La pandemia y el sistema de salud
en la Argentina

Por el Dr. Adolfo Sánchez de León (*)
Médico. Especialista en Salud Pública.


La pandemia producida por el Covid-19 está estresando de manera aguda y dramática a los sistemas de servicios de salud en todo el mundo. El confinamiento social obligatorio aparece entonces como la única medida efectiva para que los sistemas no colapsen y generen muertes evitables al no poder atender adecuadamente a todos los pacientes por falta de recursos (camas de UCI, recursos humanos, equipos de protección personal, etc.).
Incluso los sistemas considerados como los mejores del mundo en cualquier ranking que leamos, como los de España, Italia y Francia, colapsaron y necesitaron establecer confinamientos sociales para aplanar la curva.
Pasada esta pandemia seguramente estos países, que estaban convencidos de tener los mejores y más fuertes sistemas del mundo, se replantearán muchos de los problemas que tienen y analizarán en qué medida se fueron relajando con el tiempo y se quedaron con una imagen de lo que ya no son.
Se mirarán en el espejo de países como Alemania que en los papeles es inferior a los tres mencionados más arriba, pero ha funcionado mejor. Habrá muchas “lecciones aprendidas” y muy probablemente harán rectificaciones de políticas de salud luego de esta crisis mundial.
La Argentina, por supuesto, no es una excepción. La necesidad de aplanar la curva en nuestro país tiene un sentido aún mayor que en aquellos países ya que tenemos un sistema con menor capacidad de respuesta. Esto también demorará la salida del confinamiento.

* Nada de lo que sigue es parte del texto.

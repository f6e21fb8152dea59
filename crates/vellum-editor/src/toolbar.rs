use vellum_core::Editor;

/// The toolbar's button set. Buttons either run one command or open the
/// matching dialog.
#[derive(Debug, Clone, Copy, PartialEq, Eq)]
pub enum ToolbarControl {
    Bold,
    Italic,
    Underline,
    Strikethrough,
    Heading1,
    Heading2,
    BulletedList,
    OrderedList,
    Blockquote,
    CodeBlock,
    Link,
    Image,
    Table,
}

impl ToolbarControl {
    pub const ALL: [ToolbarControl; 13] = [
        ToolbarControl::Bold,
        ToolbarControl::Italic,
        ToolbarControl::Underline,
        ToolbarControl::Strikethrough,
        ToolbarControl::Heading1,
        ToolbarControl::Heading2,
        ToolbarControl::BulletedList,
        ToolbarControl::OrderedList,
        ToolbarControl::Blockquote,
        ToolbarControl::CodeBlock,
        ToolbarControl::Link,
        ToolbarControl::Image,
        ToolbarControl::Table,
    ];
}

#[derive(Debug, Clone, Copy, PartialEq)]
pub struct ToolbarButton {
    pub control: ToolbarControl,
    pub active: bool,
    pub enabled: bool,
}

pub(crate) fn toolbar_buttons(editor: &Editor) -> Vec<ToolbarButton> {
    ToolbarControl::ALL
        .iter()
        .map(|&control| ToolbarButton {
            control,
            active: control_active(editor, control),
            enabled: control_enabled(editor, control),
        })
        .collect()
}

fn query_bool(editor: &Editor, id: &str) -> bool {
    editor.run_query::<bool>(id, None).unwrap_or(false)
}

fn heading_level(editor: &Editor) -> Option<u64> {
    editor
        .run_query::<Option<u64>>("block.heading_level", None)
        .unwrap_or(None)
}

fn list_type(editor: &Editor) -> Option<String> {
    editor
        .run_query::<Option<String>>("list.active_type", None)
        .unwrap_or(None)
}

pub(crate) fn control_active(editor: &Editor, control: ToolbarControl) -> bool {
    match control {
        ToolbarControl::Bold => query_bool(editor, "marks.is_bold_active"),
        ToolbarControl::Italic => query_bool(editor, "marks.is_italic_active"),
        ToolbarControl::Underline => query_bool(editor, "marks.is_underline_active"),
        ToolbarControl::Strikethrough => query_bool(editor, "marks.is_strikethrough_active"),
        ToolbarControl::Heading1 => heading_level(editor) == Some(1),
        ToolbarControl::Heading2 => heading_level(editor) == Some(2),
        ToolbarControl::BulletedList => list_type(editor).as_deref() == Some("bulleted"),
        ToolbarControl::OrderedList => list_type(editor).as_deref() == Some("ordered"),
        ToolbarControl::Blockquote => query_bool(editor, "blockquote.is_active"),
        ToolbarControl::CodeBlock => query_bool(editor, "code_block.is_active"),
        ToolbarControl::Link => query_bool(editor, "marks.has_link_active"),
        ToolbarControl::Image | ToolbarControl::Table => false,
    }
}

/// Enabled state mirrors the commands' own availability checks; the toolbar
/// maintains no flag of its own.
pub(crate) fn control_enabled(editor: &Editor, control: ToolbarControl) -> bool {
    match control {
        ToolbarControl::Bold => editor.command_available("marks.toggle_bold"),
        ToolbarControl::Italic => editor.command_available("marks.toggle_italic"),
        ToolbarControl::Underline => editor.command_available("marks.toggle_underline"),
        ToolbarControl::Strikethrough => editor.command_available("marks.toggle_strikethrough"),
        ToolbarControl::Heading1 | ToolbarControl::Heading2 => {
            editor.command_available("block.set_heading")
                || editor.command_available("block.unset_heading")
        }
        ToolbarControl::BulletedList => editor.command_available("list.toggle_bulleted"),
        ToolbarControl::OrderedList => editor.command_available("list.toggle_ordered"),
        ToolbarControl::Blockquote => {
            editor.command_available("blockquote.wrap_selection")
                || editor.command_available("blockquote.unwrap")
        }
        ToolbarControl::CodeBlock => editor.command_available("code_block.toggle"),
        ToolbarControl::Link => editor.command_available("marks.set_link"),
        ToolbarControl::Image => editor.command_available("image.insert"),
        ToolbarControl::Table => editor.command_available("table.insert"),
    }
}
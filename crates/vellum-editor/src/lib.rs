mod dialogs;
mod resize;
mod surface;
mod table_toolbar;
mod theme;
mod toolbar;
mod view;

pub use crate::dialogs::*;
pub use crate::resize::*;
pub use crate::surface::*;
pub use crate::table_toolbar::*;
pub use crate::theme::*;
pub use crate::toolbar::*;
pub use crate::view::*;
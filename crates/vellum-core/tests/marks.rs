use vellum_core::{
    parse_markup, to_markup, Editor, Node, PluginRegistry, Point, Selection,
};

fn editor_with_value(value: &str) -> Editor {
    let doc = parse_markup(value).expect("parse");
    let selection = Selection::collapsed(Point::new(vec![0, 0], 0));
    Editor::new(doc, selection, PluginRegistry::richtext())
}

fn select(editor: &mut Editor, anchor: (Vec<usize>, usize), focus: (Vec<usize>, usize)) {
    editor.set_selection(Selection {
        anchor: Point::new(anchor.0, anchor.1),
        focus: Point::new(focus.0, focus.1),
    });
}

#[test]
fn bold_toggle_wraps_run_and_second_toggle_restores_it() {
    let mut editor = editor_with_value("<p>Hello</p>");
    select(&mut editor, (vec![0, 0], 0), (vec![0, 0], 5));

    editor.run_command("marks.toggle_bold", None).unwrap();
    assert_eq!(to_markup(editor.doc()), "<p><strong>Hello</strong></p>");

    select(&mut editor, (vec![0, 0], 0), (vec![0, 0], 5));
    editor.run_command("marks.toggle_bold", None).unwrap();
    assert_eq!(to_markup(editor.doc()), "<p>Hello</p>");
}

#[test]
fn partial_range_splits_the_run() {
    let mut editor = editor_with_value("<p>Hello</p>");
    select(&mut editor, (vec![0, 0], 0), (vec![0, 0], 2));

    editor.run_command("marks.toggle_bold", None).unwrap();
    assert_eq!(to_markup(editor.doc()), "<p><strong>He</strong>llo</p>");

    let Node::Element(el) = &editor.doc().children[0] else {
        panic!("expected paragraph");
    };
    assert_eq!(el.children.len(), 2);
}

#[test]
fn mixed_range_toggle_sets_the_mark_everywhere() {
    let mut editor = editor_with_value("<p><strong>He</strong>llo</p>");
    select(&mut editor, (vec![0, 0], 0), (vec![0, 1], 3));

    editor.run_command("marks.toggle_bold", None).unwrap();
    assert_eq!(to_markup(editor.doc()), "<p><strong>Hello</strong></p>");
}

#[test]
fn marks_stack_without_clobbering_each_other() {
    let mut editor = editor_with_value("<p>Hello</p>");
    select(&mut editor, (vec![0, 0], 0), (vec![0, 0], 5));
    editor.run_command("marks.toggle_bold", None).unwrap();

    select(&mut editor, (vec![0, 0], 0), (vec![0, 0], 5));
    editor.run_command("marks.toggle_italic", None).unwrap();

    assert_eq!(
        to_markup(editor.doc()),
        "<p><strong><em>Hello</em></strong></p>"
    );
    assert!(editor.run_query::<bool>("marks.is_bold_active", None).unwrap());
    assert!(
        editor
            .run_query::<bool>("marks.is_italic_active", None)
            .unwrap()
    );
}

#[test]
fn set_link_applies_href_and_unset_removes_it() {
    let mut editor = editor_with_value("<p>Hello</p>");
    select(&mut editor, (vec![0, 0], 0), (vec![0, 0], 5));

    editor
        .run_command(
            "marks.set_link",
            Some(serde_json::json!({ "url": "https://example.com" })),
        )
        .unwrap();

    let markup = to_markup(editor.doc());
    assert!(markup.contains("href=\"https://example.com\""));
    assert!(markup.contains("target=\"_blank\""));
    assert!(markup.contains("rel=\"noopener noreferrer\""));
    assert!(
        editor
            .run_query::<bool>("marks.has_link_active", None)
            .unwrap()
    );

    select(&mut editor, (vec![0, 0], 0), (vec![0, 0], 5));
    editor.run_command("marks.unset_link", None).unwrap();
    assert_eq!(to_markup(editor.doc()), "<p>Hello</p>");
}

#[test]
fn set_link_requires_a_url() {
    let mut editor = editor_with_value("<p>Hello</p>");
    let err = editor
        .run_command("marks.set_link", Some(serde_json::json!({ "url": "  " })))
        .unwrap_err();
    assert!(err.message().contains("url"));
}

Mientras que en los países con mejores servicios de salud el confinamiento gana tiempo para preparar mejor al sistema y pueden plantearse ir saliendo progresivamente del aislamiento en tiempos medianamente razonables, en nuestro país, si bien ganar tiempo para mejorar la capacidad de respuesta es positivo, la verdad es que ni en dos o tres meses de confinamiento podremos poner al sistema a la altura de lo que se requiere para hacer frente a una salida efectiva.

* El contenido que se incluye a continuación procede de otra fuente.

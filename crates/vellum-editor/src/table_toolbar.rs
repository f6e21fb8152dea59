use vellum_core::Editor;

/// Contextual controls shown while the selection sits inside a table. Each
/// is a direct passthrough to one table command; the model's normalize pass
/// keeps the grid rectangular, so no cell bookkeeping happens here.
#[derive(Debug, Clone, Copy, PartialEq, Eq)]
pub enum TableControl {
    AddColumnBefore,
    AddColumnAfter,
    DeleteColumn,
    AddRowBefore,
    AddRowAfter,
    DeleteRow,
    DeleteTable,
}

impl TableControl {
    pub const ALL: [TableControl; 7] = [
        TableControl::AddColumnBefore,
        TableControl::AddColumnAfter,
        TableControl::DeleteColumn,
        TableControl::AddRowBefore,
        TableControl::AddRowAfter,
        TableControl::DeleteRow,
        TableControl::DeleteTable,
    ];

    pub fn command_id(self) -> &'static str {
        match self {
            TableControl::AddColumnBefore => "table.insert_col_left",
            TableControl::AddColumnAfter => "table.insert_col_right",
            TableControl::DeleteColumn => "table.delete_col",
            TableControl::AddRowBefore => "table.insert_row_above",
            TableControl::AddRowAfter => "table.insert_row_below",
            TableControl::DeleteRow => "table.delete_row",
            TableControl::DeleteTable => "table.delete_table",
        }
    }
}

#[derive(Debug, Clone, Copy, PartialEq)]
pub struct TableToolbarButton {
    pub control: TableControl,
    pub enabled: bool,
}

#[derive(Debug, Clone, PartialEq)]
pub struct TableToolbar {
    pub buttons: Vec<TableToolbarButton>,
}

pub(crate) fn table_toolbar(editor: &Editor) -> Option<TableToolbar> {
    let in_table = editor
        .run_query::<bool>("table.is_active", None)
        .unwrap_or(false);
    if !in_table {
        return None;
    }

    Some(TableToolbar {
        buttons: TableControl::ALL
            .iter()
            .map(|&control| TableToolbarButton {
                control,
                enabled: editor.command_available(control.command_id()),
            })
            .collect(),
    })
}
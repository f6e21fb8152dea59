use vellum_core::{to_markup, Editor, Op, Transaction};

#[test]
fn undo_and_redo_walk_the_transaction_history() {
    let mut editor = Editor::with_richtext_plugins();
    assert!(!editor.can_undo());

    editor
        .apply(Transaction::new(vec![Op::InsertText {
            path: vec![0, 0],
            offset: 0,
            text: "hello".to_string(),
        }]))
        .unwrap();
    assert_eq!(to_markup(editor.doc()), "<p>hello</p>");
    assert!(editor.can_undo());

    assert!(editor.undo());
    assert_eq!(to_markup(editor.doc()), "<p></p>");
    assert!(editor.can_redo());

    assert!(editor.redo());
    assert_eq!(to_markup(editor.doc()), "<p>hello</p>");
}

#[test]
fn command_transactions_are_undoable() {
    let mut editor = Editor::with_richtext_plugins();
    editor
        .apply(Transaction::new(vec![Op::InsertText {
            path: vec![0, 0],
            offset: 0,
            text: "hello".to_string(),
        }]))
        .unwrap();

    editor
        .run_command("block.set_heading", Some(serde_json::json!({ "level": 1 })))
        .unwrap();
    assert_eq!(to_markup(editor.doc()), "<h1>hello</h1>");

    assert!(editor.undo());
    assert_eq!(to_markup(editor.doc()), "<p>hello</p>");
}

#[test]
fn a_new_transaction_clears_the_redo_stack() {
    let mut editor = Editor::with_richtext_plugins();
    editor
        .apply(Transaction::new(vec![Op::InsertText {
            path: vec![0, 0],
            offset: 0,
            text: "a".to_string(),
        }]))
        .unwrap();
    assert!(editor.undo());
    assert!(editor.can_redo());

    editor
        .apply(Transaction::new(vec![Op::InsertText {
            path: vec![0, 0],
            offset: 0,
            text: "b".to_string(),
        }]))
        .unwrap();
    assert!(!editor.can_redo());
}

Y esto es producto de décadas de políticas erróneas, de desinversión, de ausencia del tema salud en la agenda política, de que los intereses de las partes se antepusieran a los intereses del conjunto. No se plantea acá que con un sistema mejor no hubiese habido necesidad del aislamiento. Ya vimos que incluso mejores sistemas que el nuestro debieron recurrir al confinamiento social, una de las medidas más antiguas para tratar con epidemias.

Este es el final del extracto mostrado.